::: Excerpted records

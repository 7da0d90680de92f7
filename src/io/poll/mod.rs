//! Readiness-poll I/O manager: a [`Scheduler`] paired with a kernel readiness object (`epoll` on
//! Linux, `kqueue` on BSD/macOS) and a self-pipe used to wake an idle worker.

use std::collections::HashMap;
use std::io;
use std::os::unix::io::RawFd;
use std::sync::atomic::{AtomicBool, AtomicUsize, Ordering};
use std::sync::{Arc, Mutex};
use std::time::Duration;

use crate::error::{Result, WeaveError};
use crate::log::{weave_log, Level};
use crate::scheduler::{current, current_handle, yield_to_scheduler, IdleBackend, Runnable, Scheduler, Thunk};
use crate::timer::TimerManager;

cfg_if::cfg_if! {
    if #[cfg(target_os = "linux")] {
        mod epoll;
        use epoll as backend;
    } else {
        mod kqueue;
        use kqueue as backend;
    }
}

const READ: u8 = 0b001;
const WRITE: u8 = 0b010;
const CLOSE: u8 = 0b100;

/// Which direction of a file descriptor a registration concerns.
#[derive(Debug, Clone, Copy, PartialEq, Eq, Hash)]
pub enum Event {
    Read,
    Write,
    Close,
}

impl Event {
    fn bit(self) -> u8 {
        match self {
            Event::Read => READ,
            Event::Write => WRITE,
            Event::Close => CLOSE,
        }
    }
}

struct EventContext {
    scheduler: Arc<Scheduler>,
    runnable: Runnable,
    cancelled: Arc<AtomicBool>,
}

/// Returned by [`PollIoManager::register_event`]; the caller suspends and, on resume, consults
/// [`EventGuard::is_cancelled`] to distinguish a real firing from a cancellation.
pub struct EventGuard {
    cancelled: Arc<AtomicBool>,
}

impl EventGuard {
    pub fn is_cancelled(&self) -> bool {
        self.cancelled.load(Ordering::SeqCst)
    }
}

#[derive(Default)]
struct FdState {
    read: Option<EventContext>,
    write: Option<EventContext>,
    close: Option<EventContext>,
}

impl FdState {
    fn slot(&mut self, event: Event) -> &mut Option<EventContext> {
        match event {
            Event::Read => &mut self.read,
            Event::Write => &mut self.write,
            Event::Close => &mut self.close,
        }
    }

    fn mask(&self) -> u8 {
        let mut mask = 0;
        if self.read.is_some() {
            mask |= READ;
        }
        if self.write.is_some() {
            mask |= WRITE;
        }
        mask
    }

    fn is_empty(&self) -> bool {
        self.read.is_none() && self.write.is_none() && self.close.is_none()
    }
}

struct FireResult {
    fired: Vec<(Arc<Scheduler>, Runnable)>,
    remove_from_kernel: bool,
    mask: u8,
}

/// A scheduler whose idle worker blocks on a readiness object instead of a plain condvar.
pub struct PollIoManager {
    pub scheduler: Arc<Scheduler>,
    timers: TimerManager,
    reactor_fd: RawFd,
    tickle_read: RawFd,
    tickle_write: RawFd,
    states: Mutex<HashMap<RawFd, FdState>>,
    pending_event_count: AtomicUsize,
}

fn set_nonblocking(fd: RawFd) -> io::Result<()> {
    let flags = unsafe { libc::fcntl(fd, libc::F_GETFL) };
    if flags < 0 {
        return Err(io::Error::last_os_error());
    }
    if unsafe { libc::fcntl(fd, libc::F_SETFL, flags | libc::O_NONBLOCK) } < 0 {
        return Err(io::Error::last_os_error());
    }
    Ok(())
}

fn make_pipe() -> io::Result<(RawFd, RawFd)> {
    let mut fds = [0i32; 2];
    if unsafe { libc::pipe(fds.as_mut_ptr()) } != 0 {
        return Err(io::Error::last_os_error());
    }
    set_nonblocking(fds[0])?;
    set_nonblocking(fds[1])?;
    Ok((fds[0], fds[1]))
}

fn drain_pipe(fd: RawFd) {
    let mut buf = [0u8; 64];
    loop {
        let n = unsafe { libc::read(fd, buf.as_mut_ptr() as *mut libc::c_void, buf.len()) };
        if n <= 0 {
            break;
        }
    }
}

impl PollIoManager {
    /// Creates the manager and its worker pool. Mirrors [`Scheduler::new`]'s constructor
    /// arguments; the manager installs itself as the scheduler's idle backend.
    pub fn new(thread_count: usize, hijack_caller: bool, batch_size: usize) -> io::Result<Arc<PollIoManager>> {
        let scheduler = Scheduler::new(thread_count, hijack_caller, batch_size);
        let reactor_fd = backend::create()?;
        let (tickle_read, tickle_write) = make_pipe()?;
        backend::add(reactor_fd, tickle_read, READ)?;

        let manager = Arc::new(PollIoManager {
            scheduler: scheduler.clone(),
            timers: TimerManager::new(),
            reactor_fd,
            tickle_read,
            tickle_write,
            states: Mutex::new(HashMap::new()),
            pending_event_count: AtomicUsize::new(0),
        });

        scheduler.set_backend(manager.clone());
        let hook_target = manager.clone();
        manager.timers.on_timer_inserted_at_front(Box::new(move || hook_target.tickle()));

        Ok(manager)
    }

    pub fn start(self: &Arc<Self>) {
        self.scheduler.start();
    }

    pub fn dispatch(self: &Arc<Self>) {
        self.scheduler.dispatch();
    }

    pub fn stop(self: &Arc<Self>) {
        self.scheduler.stop();
    }

    pub fn timers(&self) -> &TimerManager {
        &self.timers
    }

    /// Arms an event on `fd`, attaching either the provided thunk or (if `None`) the currently
    /// running fiber. The caller is expected to suspend (typically via [`yield_to_scheduler`])
    /// after this returns when registering for its own fiber; see [`PollIoManager::wait_event`].
    pub fn register_event(&self, fd: RawFd, event: Event, thunk: Option<Thunk>) -> Result<EventGuard> {
        let scheduler = current().ok_or(WeaveError::NoCurrentScheduler)?;
        let runnable = match thunk {
            Some(thunk) => Runnable::Thunk(thunk),
            None => Runnable::Handle(current_handle().ok_or(WeaveError::NoCurrentFiber)?),
        };
        let cancelled = Arc::new(AtomicBool::new(false));
        let context = EventContext { scheduler, runnable, cancelled: cancelled.clone() };

        let (existed, mask) = {
            let mut states = self.states.lock().expect("io manager lock poisoned");
            let existed = states.contains_key(&fd);
            let state = states.entry(fd).or_default();
            if state.slot(event).is_some() {
                return Err(WeaveError::EventAlreadyArmed);
            }
            *state.slot(event) = Some(context);
            (existed, state.mask())
        };

        if event != Event::Close {
            let result = if existed { backend::modify(self.reactor_fd, fd, mask) } else { backend::add(self.reactor_fd, fd, mask) };
            result?;
        }

        self.pending_event_count.fetch_add(1, Ordering::SeqCst);
        Ok(EventGuard { cancelled })
    }

    /// Registers the current fiber for `event` on `fd`, suspends, and turns a cancellation into
    /// [`WeaveError::OperationAborted`].
    pub fn wait_event(&self, fd: RawFd, event: Event) -> Result<()> {
        let guard = self.register_event(fd, event, None)?;
        yield_to_scheduler();
        if guard.is_cancelled() {
            Err(WeaveError::OperationAborted)
        } else {
            Ok(())
        }
    }

    /// Removes an armed event without firing it. Returns whether anything was armed.
    pub fn unregister_event(&self, fd: RawFd, event: Event) -> bool {
        let (removed, remove_from_kernel, mask) = {
            let mut states = self.states.lock().expect("io manager lock poisoned");
            match states.get_mut(&fd) {
                Some(state) => {
                    let removed = state.slot(event).take().is_some();
                    let mask = state.mask();
                    let now_empty = state.is_empty();
                    if now_empty {
                        states.remove(&fd);
                    }
                    (removed, now_empty, mask)
                }
                None => (false, false, 0),
            }
        };

        if removed {
            if remove_from_kernel {
                let _ = backend::remove(self.reactor_fd, fd);
            } else if event != Event::Close {
                let _ = backend::modify(self.reactor_fd, fd, mask);
            }
            self.pending_event_count.fetch_sub(1, Ordering::SeqCst);
        }
        removed
    }

    /// Fires an armed event immediately with a cancellation marker. The waiter's
    /// [`EventGuard::is_cancelled`] observes `true` once rescheduled.
    pub fn cancel_event(&self, fd: RawFd, event: Event) -> bool {
        let (context, remove_from_kernel, mask) = {
            let mut states = self.states.lock().expect("io manager lock poisoned");
            match states.get_mut(&fd) {
                Some(state) => {
                    let context = state.slot(event).take();
                    let mask = state.mask();
                    let now_empty = state.is_empty();
                    if now_empty {
                        states.remove(&fd);
                    }
                    (context, now_empty, mask)
                }
                None => (None, false, 0),
            }
        };

        match context {
            Some(context) => {
                context.cancelled.store(true, Ordering::SeqCst);
                if remove_from_kernel {
                    let _ = backend::remove(self.reactor_fd, fd);
                } else if event != Event::Close {
                    let _ = backend::modify(self.reactor_fd, fd, mask);
                }
                context.scheduler.schedule_raw(context.runnable, None);
                self.pending_event_count.fetch_sub(1, Ordering::SeqCst);
                true
            }
            None => false,
        }
    }

    fn take_fired(&self, fd: RawFd, mask: u8) -> FireResult {
        let mut states = self.states.lock().expect("io manager lock poisoned");
        match states.get_mut(&fd) {
            Some(state) => {
                let mut fired = Vec::new();
                for event in [Event::Read, Event::Write, Event::Close] {
                    if mask & event.bit() != 0 {
                        if let Some(context) = state.slot(event).take() {
                            fired.push((context.scheduler, context.runnable));
                        }
                    }
                }
                let remove_from_kernel = state.is_empty();
                let new_mask = state.mask();
                if remove_from_kernel {
                    states.remove(&fd);
                }
                FireResult { fired, remove_from_kernel, mask: new_mask }
            }
            None => FireResult { fired: Vec::new(), remove_from_kernel: false, mask: 0 },
        }
    }
}

impl IdleBackend for PollIoManager {
    /// Ignores `_timeout` (the scheduler's dispatch loop always passes `None`) and instead
    /// derives the wait timeout from the attached [`TimerManager`], matching the readiness-poll
    /// idle contract.
    fn block(&self, _timeout: Option<Duration>) {
        let timeout = self.timers.next_timeout();
        let mut ready = Vec::new();
        if let Err(err) = backend::wait(self.reactor_fd, timeout, &mut ready) {
            weave_log!(Level::Error, "io", "readiness wait failed: {}", err);
            return;
        }

        for thunk in self.timers.collect_expired() {
            self.scheduler.schedule(thunk);
        }

        for (fd, mask) in ready {
            if fd == self.tickle_read {
                drain_pipe(self.tickle_read);
                continue;
            }

            let result = self.take_fired(fd, mask);
            if result.fired.is_empty() {
                continue;
            }
            if result.remove_from_kernel {
                let _ = backend::remove(self.reactor_fd, fd);
            } else {
                let _ = backend::modify(self.reactor_fd, fd, result.mask);
            }
            let n = result.fired.len();
            for (scheduler, runnable) in result.fired {
                scheduler.schedule_raw(runnable, None);
            }
            self.pending_event_count.fetch_sub(n, Ordering::SeqCst);
        }
    }

    fn tickle(&self) {
        let byte = [1u8];
        unsafe {
            libc::write(self.tickle_write, byte.as_ptr() as *const libc::c_void, 1);
        }
    }

    fn is_quiescent(&self) -> bool {
        self.pending_event_count.load(Ordering::SeqCst) == 0 && self.timers.next_timeout().is_none()
    }
}

impl Drop for PollIoManager {
    fn drop(&mut self) {
        unsafe {
            libc::close(self.reactor_fd);
            libc::close(self.tickle_read);
            libc::close(self.tickle_write);
        }
    }
}

#[cfg(test)]
mod tests {
    use super::*;
    use std::sync::atomic::AtomicUsize as StdAtomicUsize;

    #[test]
    fn tickle_and_timer_wake_idle_worker() {
        let manager = PollIoManager::new(1, true, 4).expect("create poll io manager");
        manager.start();
        let fired = Arc::new(StdAtomicUsize::new(0));
        let fired_clone = fired.clone();
        let manager_ref = manager.clone();
        manager.timers().register_timer(Duration::from_millis(1), Box::new(move || {
            fired_clone.fetch_add(1, Ordering::SeqCst);
            manager_ref.stop();
        }), false);
        manager.dispatch();
        assert_eq!(fired.load(Ordering::SeqCst), 1);
    }

    #[test]
    fn cancel_event_wakes_waiter_with_aborted_error() {
        let manager = PollIoManager::new(1, true, 4).expect("create poll io manager");
        manager.start();
        let (read_fd, _write_fd) = make_pipe().expect("pipe");
        let manager_for_fiber = manager.clone();
        let manager_for_cancel = manager.clone();

        manager.scheduler.schedule(Box::new(move || {
            let result = manager_for_fiber.wait_event(read_fd, Event::Read);
            assert!(matches!(result, Err(WeaveError::OperationAborted)));
            manager_for_fiber.stop();
        }));

        manager.scheduler.schedule(Box::new(move || {
            while !manager_for_cancel.cancel_event(read_fd, Event::Read) {
                crate::scheduler::yield_now();
            }
        }));

        manager.dispatch();
        unsafe {
            libc::close(read_fd);
            libc::close(_write_fd);
        }
    }
}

::::::

- Problem requirements -
Look through the entries, and return every line that the word "IdleBackend" appears in.

- Expected answer -
use crate::scheduler::{current, current_handle, yield_to_scheduler, IdleBackend, Runnable, Scheduler, Thunk};
impl IdleBackend for PollIoManager {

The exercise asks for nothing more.